*Problem statement*
Write out exactly what each line says, starting with the first line below and ending on the one with "displayed, per the".

Stored data
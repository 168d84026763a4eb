//! System coordinator: global mode flags, LED-mode priority arbitration,
//! and touch-command handling.
//!
//! Grounded on `spec.md` §4.7 and `original_source/main/src/SystemState.c`'s
//! flag-driven mode machine. Kept pure: `handle_command` and `arbitrate`
//! return data (`Effect`s, an `LedMode`) rather than reaching for a bus or
//! timer service directly, so the whole state machine is testable without
//! spawning a thread. The `firmware` crate's coordinator task applies the
//! returned effects to the real bus/pipeline/timer service.

use crate::led::LedMode;
use crate::touch_actions::TouchCommand;

pub const TOUCH_ACTIVE_TIMEOUT_MS: u32 = 5_000;
pub const SEQUENCE_PREVIEW_TIMEOUT_MS: u32 = 2_000;
pub const NETWORK_TEST_TIMEOUT_MS: u32 = 10_000;
pub const TOUCH_ENABLE_VIBRATION_MS: u32 = 500;
pub const BLE_INACTIVITY_TIMEOUT_MS: u32 = 60_000;
pub const BLE_RECONNECT_INACTIVITY_TIMEOUT_MS: u32 = 10_000;

#[derive(Debug, Default, Clone, Copy, PartialEq, Eq)]
pub struct Flags {
    pub touch_active: bool,
    pub battery_indicator_active: bool,
    pub game_event_active: bool,
    pub led_game_status_active: bool,
    pub network_test_active: bool,
    pub peer_song_playing: bool,
    pub peer_song_cooldown: bool,
    pub ble_reconnecting: bool,
    pub interactive_game_active: bool,
    pub song_playing: bool,
    pub led_sequence_preview_active: bool,
    pub ota_in_progress: bool,
    pub ble_file_transfer_in_progress: bool,
    pub ble_connected: bool,
    pub ble_service_enabled: bool,
}

/// Resolves the current flag set to the single LED mode that should be
/// displayed, per the 14-level priority order in `spec.md` §4.7. A flag set
/// of all-false always resolves to `Sequence` (level 14, the default).
///
/// `led_game_status_active` (level 13) shares the `GameEvent` renderer with
/// `game_event_active` (level 12): the source distinguishes the two flags
/// but neither `spec.md` nor the original render code gives the status
/// variant a distinct visual, so this arbitrator maps both to the same
/// mode and relies on flag priority alone to pick the winner when both are
/// set.
pub fn arbitrate(flags: &Flags) -> LedMode {
    if flags.ble_reconnecting {
        return LedMode::BleReconnecting;
    }
    if flags.interactive_game_active {
        return LedMode::InteractiveGame;
    }
    if flags.song_playing {
        return LedMode::Song;
    }
    if flags.led_sequence_preview_active {
        return LedMode::Sequence;
    }
    if flags.ota_in_progress {
        return LedMode::OtaInProgress;
    }
    if flags.ble_file_transfer_in_progress {
        return LedMode::BleFileTransferPercent;
    }
    if flags.ble_connected {
        return LedMode::BleConnected;
    }
    if flags.ble_service_enabled {
        return LedMode::BleEnabled;
    }
    if flags.network_test_active {
        return LedMode::NetworkTestResult;
    }
    if flags.battery_indicator_active {
        return LedMode::BatteryIndicator;
    }
    if flags.touch_active {
        return LedMode::Touch;
    }
    if flags.game_event_active {
        return LedMode::GameEvent;
    }
    if flags.led_game_status_active {
        return LedMode::GameEvent;
    }
    LedMode::Sequence
}

#[derive(Debug, Clone, Copy, PartialEq, Eq)]
pub enum TimerId {
    TouchActiveTimeout,
    SequencePreviewTimeout,
    BatteryIndicatorTimeout,
    NetworkTestTimeout,
}

#[derive(Debug, Clone, Copy, PartialEq, Eq)]
pub enum Effect {
    SetLedMode(LedMode),
    ArmTimer(TimerId, u32),
    PulseVibration(u32),
    EnableTouchSensor,
    DisableTouchSensor,
    NotifyTouchEnabled,
    NotifyTouchDisabled,
    IncrementLedCycleStat,
    ClearPairId,
    RefreshServiceUuid,
    EnableBleServicePairingMode,
    RequestWifiTestConnect,
    EnableTouchToTone { octave_shift: i8 },
    DisableTouchToTone,
    EnableOcarinaMatcher,
    DisableOcarinaMatcher,
}

pub struct Coordinator {
    flags: Flags,
    mode: LedMode,
    synth_enabled: bool,
}

impl Coordinator {
    pub fn new() -> Self {
        let flags = Flags::default();
        Self {
            mode: arbitrate(&flags),
            flags,
            synth_enabled: false,
        }
    }

    pub fn flags(&self) -> &Flags {
        &self.flags
    }

    pub fn current_mode(&self) -> LedMode {
        self.mode
    }

    /// Re-derives the winning mode from the current flags and, if it
    /// changed, appends a `SetLedMode` effect.
    fn rearbitrate(&mut self, effects: &mut Vec<Effect>) {
        let winner = arbitrate(&self.flags);
        if winner != self.mode {
            self.mode = winner;
            effects.push(Effect::SetLedMode(winner));
        }
    }

    pub fn handle_command(
        &mut self,
        command: TouchCommand,
        battery_draw_and_hold_ms: u32,
    ) -> Vec<Effect> {
        let mut effects = Vec::new();

        match command {
            TouchCommand::Clear => {}
            TouchCommand::EnableTouch => {
                if !self.flags.touch_active {
                    self.flags.touch_active = true;
                    effects.push(Effect::ArmTimer(TimerId::TouchActiveTimeout, TOUCH_ACTIVE_TIMEOUT_MS));
                    effects.push(Effect::NotifyTouchEnabled);
                    effects.push(Effect::PulseVibration(TOUCH_ENABLE_VIBRATION_MS));
                    effects.push(Effect::EnableTouchSensor);
                }
            }
            TouchCommand::DisableTouch => {
                if self.flags.touch_active {
                    self.flags.touch_active = false;
                    effects.push(Effect::NotifyTouchDisabled);
                    effects.push(Effect::DisableTouchSensor);
                }
            }
            TouchCommand::NextLedSequence | TouchCommand::PrevLedSequence => {
                self.flags.led_sequence_preview_active = true;
                effects.push(Effect::ArmTimer(
                    TimerId::SequencePreviewTimeout,
                    SEQUENCE_PREVIEW_TIMEOUT_MS,
                ));
                effects.push(Effect::IncrementLedCycleStat);
            }
            TouchCommand::DisplayVoltageMeter => {
                self.flags.battery_indicator_active = true;
                effects.push(Effect::ArmTimer(
                    TimerId::BatteryIndicatorTimeout,
                    battery_draw_and_hold_ms,
                ));
            }
            TouchCommand::EnableBlePairing => {
                effects.push(Effect::ClearPairId);
                effects.push(Effect::RefreshServiceUuid);
                effects.push(Effect::EnableBleServicePairingMode);
            }
            TouchCommand::DisableBlePairing => {
                self.flags.ble_service_enabled = false;
            }
            TouchCommand::NetworkTest => {
                self.flags.network_test_active = true;
                effects.push(Effect::ArmTimer(TimerId::NetworkTestTimeout, NETWORK_TEST_TIMEOUT_MS));
                effects.push(Effect::RequestWifiTestConnect);
            }
            TouchCommand::ToggleSynthMode => {
                self.synth_enabled = !self.synth_enabled;
                if self.synth_enabled {
                    effects.push(Effect::EnableTouchToTone { octave_shift: 0 });
                    effects.push(Effect::EnableOcarinaMatcher);
                } else {
                    effects.push(Effect::DisableTouchToTone);
                    effects.push(Effect::DisableOcarinaMatcher);
                }
            }
        }

        self.rearbitrate(&mut effects);
        effects
    }

    /// Timer-fired callbacks, each clearing the flag it guards and
    /// re-running arbitration.
    pub fn on_touch_active_timeout(&mut self) -> Vec<Effect> {
        let mut effects = Vec::new();
        self.flags.touch_active = false;
        effects.push(Effect::NotifyTouchDisabled);
        self.rearbitrate(&mut effects);
        effects
    }

    pub fn on_sequence_preview_timeout(&mut self) -> Vec<Effect> {
        let mut effects = Vec::new();
        self.flags.led_sequence_preview_active = false;
        self.rearbitrate(&mut effects);
        effects
    }

    pub fn on_battery_indicator_timeout(&mut self) -> Vec<Effect> {
        let mut effects = Vec::new();
        self.flags.battery_indicator_active = false;
        self.rearbitrate(&mut effects);
        effects
    }

    pub fn on_network_test_timeout(&mut self) -> Vec<Effect> {
        let mut effects = Vec::new();
        self.flags.network_test_active = false;
        self.rearbitrate(&mut effects);
        effects
    }

    pub fn set_ble_reconnecting(&mut self, value: bool) -> Vec<Effect> {
        let mut effects = Vec::new();
        self.flags.ble_reconnecting = value;
        self.rearbitrate(&mut effects);
        effects
    }

    pub fn set_interactive_game_active(&mut self, value: bool) -> Vec<Effect> {
        let mut effects = Vec::new();
        self.flags.interactive_game_active = value;
        self.rearbitrate(&mut effects);
        effects
    }

    pub fn set_ble_service_enabled(&mut self, value: bool) -> Vec<Effect> {
        let mut effects = Vec::new();
        self.flags.ble_service_enabled = value;
        self.rearbitrate(&mut effects);
        effects
    }

    pub fn set_ble_connected(&mut self, value: bool) -> Vec<Effect> {
        let mut effects = Vec::new();
        self.flags.ble_connected = value;
        self.rearbitrate(&mut effects);
        effects
    }

    pub fn set_game_event_active(&mut self, value: bool) -> Vec<Effect> {
        let mut effects = Vec::new();
        self.flags.game_event_active = value;
        self.rearbitrate(&mut effects);
        effects
    }

    pub fn set_ota_in_progress(&mut self, value: bool) -> Vec<Effect> {
        let mut effects = Vec::new();
        self.flags.ota_in_progress = value;
        self.rearbitrate(&mut effects);
        effects
    }
}

impl Default for Coordinator {
    fn default() -> Self {
        Self::new()
    }
}

#[cfg(test)]
mod tests {
    use super::*;

    #[test]
    fn priority_order_matches_spec_ranking() {
        let mut flags = Flags::default();
        flags.touch_active = true;
        flags.battery_indicator_active = true;
        assert_eq!(arbitrate(&flags), LedMode::BatteryIndicator);

        flags.ble_reconnecting = true;
        assert_eq!(arbitrate(&flags), LedMode::BleReconnecting);
    }

    #[test]
    fn all_flags_false_resolves_to_default_sequence() {
        assert_eq!(arbitrate(&Flags::default()), LedMode::Sequence);
    }

    #[test]
    fn enable_touch_is_a_no_op_when_already_active() {
        let mut coordinator = Coordinator::new();
        let first = coordinator.handle_command(TouchCommand::EnableTouch, 0);
        assert!(!first.is_empty());
        let second = coordinator.handle_command(TouchCommand::EnableTouch, 0);
        assert!(second.is_empty(), "already-active EnableTouch must produce no effects");
    }

    #[test]
    fn disable_touch_only_applies_when_active() {
        let mut coordinator = Coordinator::new();
        let no_op = coordinator.handle_command(TouchCommand::DisableTouch, 0);
        assert!(no_op.is_empty());
        coordinator.handle_command(TouchCommand::EnableTouch, 0);
        let effects = coordinator.handle_command(TouchCommand::DisableTouch, 0);
        assert!(effects.contains(&Effect::NotifyTouchDisabled));
    }

    #[test]
    fn arbitration_rerun_on_every_command_emits_set_led_mode_on_change() {
        let mut coordinator = Coordinator::new();
        let effects = coordinator.handle_command(TouchCommand::EnableTouch, 0);
        assert!(effects.contains(&Effect::SetLedMode(LedMode::Touch)));
    }

    #[test]
    fn determinism_same_flags_always_arbitrate_to_same_mode() {
        let flags = Flags {
            ble_connected: true,
            touch_active: true,
            ..Default::default()
        };
        let a = arbitrate(&flags);
        let b = arbitrate(&flags);
        assert_eq!(a, b);
    }
}
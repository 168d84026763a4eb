//! WS2812 LED strip, wired to [`badge_core::hal::Strip`].
//!
//! Grounded on the teacher's `display.rs` (`Ws2812Esp32Rmt` ownership, RMT
//! write-on-change). The teacher diffed a fixed 8x8 chess board into a
//! stack array and called `write_nocopy`; a badge strip's length is only
//! known at runtime (it comes from `UserSettings`/board config), so this
//! wrapper keeps a `Vec<RGB8>` pixel buffer instead and uses the
//! `smart-leds` `SmartLedsWrite::write` entry point over an iterator.

use badge_core::hal::Strip;
use smart_leds::{SmartLedsWrite, RGB8};
use ws2812_esp32_rmt_driver::Ws2812Esp32Rmt;

pub struct Ws2812Strip<'a> {
    driver: Ws2812Esp32Rmt<'a>,
    pixels: Vec<RGB8>,
}

impl<'a> Ws2812Strip<'a> {
    pub fn new(driver: Ws2812Esp32Rmt<'a>, len: usize) -> Self {
        Self {
            driver,
            pixels: vec![RGB8::default(); len],
        }
    }
}

impl<'a> Strip for Ws2812Strip<'a> {
    fn len(&self) -> usize {
        self.pixels.len()
    }

    fn set_pixel(&mut self, index: usize, r: u8, g: u8, b: u8) {
        if let Some(pixel) = self.pixels.get_mut(index) {
            *pixel = RGB8 { r, g, b };
        }
    }

    fn flush(&mut self) -> anyhow::Result<()> {
        self.driver
            .write(self.pixels.iter().copied())
            .map_err(|e| anyhow::anyhow!("ws2812 write failed: {:?}", e))
    }
}
//! ESP32 native capacitive touch pads, feeding [`badge_core::touch::TouchClassifier`].
//!
//! The teacher's board has no capacitive touch (chess uses the MCP23017
//! GPIO matrix in `board.rs`); grounded instead on
//! `original_source/main/src/TouchSensor.c`'s `touch_pad_config` /
//! `touch_pad_read_raw_data` calls, reached here through raw `esp-idf-sys`
//! FFI the way the pack's `dougborg-AirHound` firmware calls
//! `esp_wifi_set_promiscuous` directly rather than through a higher-level
//! wrapper crate — `esp-idf-hal` has no touch-pad abstraction.

use badge_core::touch::NUM_ELECTRODES;
use esp_idf_sys::{
    esp, touch_pad_config, touch_pad_filter_start, touch_pad_init, touch_pad_read_raw_data,
    touch_pad_set_voltage, touch_pad_t, touch_high_volt_t_TOUCH_HVOLT_2V7,
    touch_low_volt_t_TOUCH_LVOLT_0V5, touch_volt_atten_t_TOUCH_HVOLT_ATTEN_1V,
};

const TOUCH_FILTER_PERIOD_MS: u32 = 50;

pub struct TouchSensor {
    pads: [touch_pad_t; NUM_ELECTRODES],
}

impl TouchSensor {
    /// `pad_map` is the board-specific `TOUCH_BUTTON_MAP` (electrode index
    /// -> native `T0..T9` touch pad), since the wiring differs per badge
    /// type.
    pub fn new(pad_map: [touch_pad_t; NUM_ELECTRODES]) -> anyhow::Result<Self> {
        unsafe {
            esp!(touch_pad_init())?;
            esp!(touch_pad_set_voltage(
                touch_high_volt_t_TOUCH_HVOLT_2V7,
                touch_low_volt_t_TOUCH_LVOLT_0V5,
                touch_volt_atten_t_TOUCH_HVOLT_ATTEN_1V,
            ))?;
            for pad in pad_map {
                esp!(touch_pad_config(pad, 0))?;
            }
            esp!(touch_pad_filter_start(TOUCH_FILTER_PERIOD_MS))?;
        }
        Ok(Self { pads: pad_map })
    }

    /// Raw reading for every electrode, in `badge-core` electrode-index
    /// order, for [`badge_core::touch::TouchClassifier::sample`].
    pub fn read_raw(&self) -> anyhow::Result<[i32; NUM_ELECTRODES]> {
        let mut values = [0i32; NUM_ELECTRODES];
        for (i, pad) in self.pads.iter().enumerate() {
            let mut raw: u16 = 0;
            unsafe {
                esp!(touch_pad_read_raw_data(*pad, &mut raw))?;
            }
            values[i] = raw as i32;
        }
        Ok(values)
    }
}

*Exercise result*
repository 168d84026763a4eb
//! System coordinator: global mode flags, LED-mode priority arbitration,
//! and touch-command handling.
//!
//! Grounded on `spec.md` §4.7 and `original_source/main/src/SystemState.c`'s
//! flag-driven mode machine. Kept pure: `handle_command` and `arbitrate`
//! return data (`Effect`s, an `LedMode`) rather than reaching for a bus or
//! timer service directly, so the whole state machine is testable without
//! spawning a thread. The `firmware` crate's coordinator task applies the
//! returned effects to the real bus/pipeline/timer service.

use crate::led::LedMode;
use crate::touch_actions::TouchCommand;

pub const TOUCH_ACTIVE_TIMEOUT_MS: u32 = 5_000;
pub const SEQUENCE_PREVIEW_TIMEOUT_MS: u32 = 2_000;
pub const NETWORK_TEST_TIMEOUT_MS: u32 = 10_000;
pub const TOUCH_ENABLE_VIBRATION_MS: u32 = 500;
pub const BLE_INACTIVITY_TIMEOUT_MS: u32 = 60_000;
pub const BLE_RECONNECT_INACTIVITY_TIMEOUT_MS: u32 = 10_000;

#[derive(Debug, Default, Clone, Copy, PartialEq, Eq)]
pub struct Flags {
    pub touch_active: bool,
    pub battery_indicator_active: bool,
    pub game_event_active: bool,
    pub led_game_status_active: bool,
    pub network_test_active: bool,
    pub peer_song_playing: bool,
    pub peer_song_cooldown: bool,
    pub ble_reconnecting: bool,
    pub interactive_game_active: bool,
    pub song_playing: bool,
    pub led_sequence_preview_active: bool,
    pub ota_in_progress: bool,
    pub ble_file_transfer_in_progress: bool,
    pub ble_connected: bool,
    pub ble_service_enabled: bool,
}

/// Resolves the current flag set to the single LED mode that should be
/// displayed, per the 14-level priority order in `spec.md` §4.7. A flag set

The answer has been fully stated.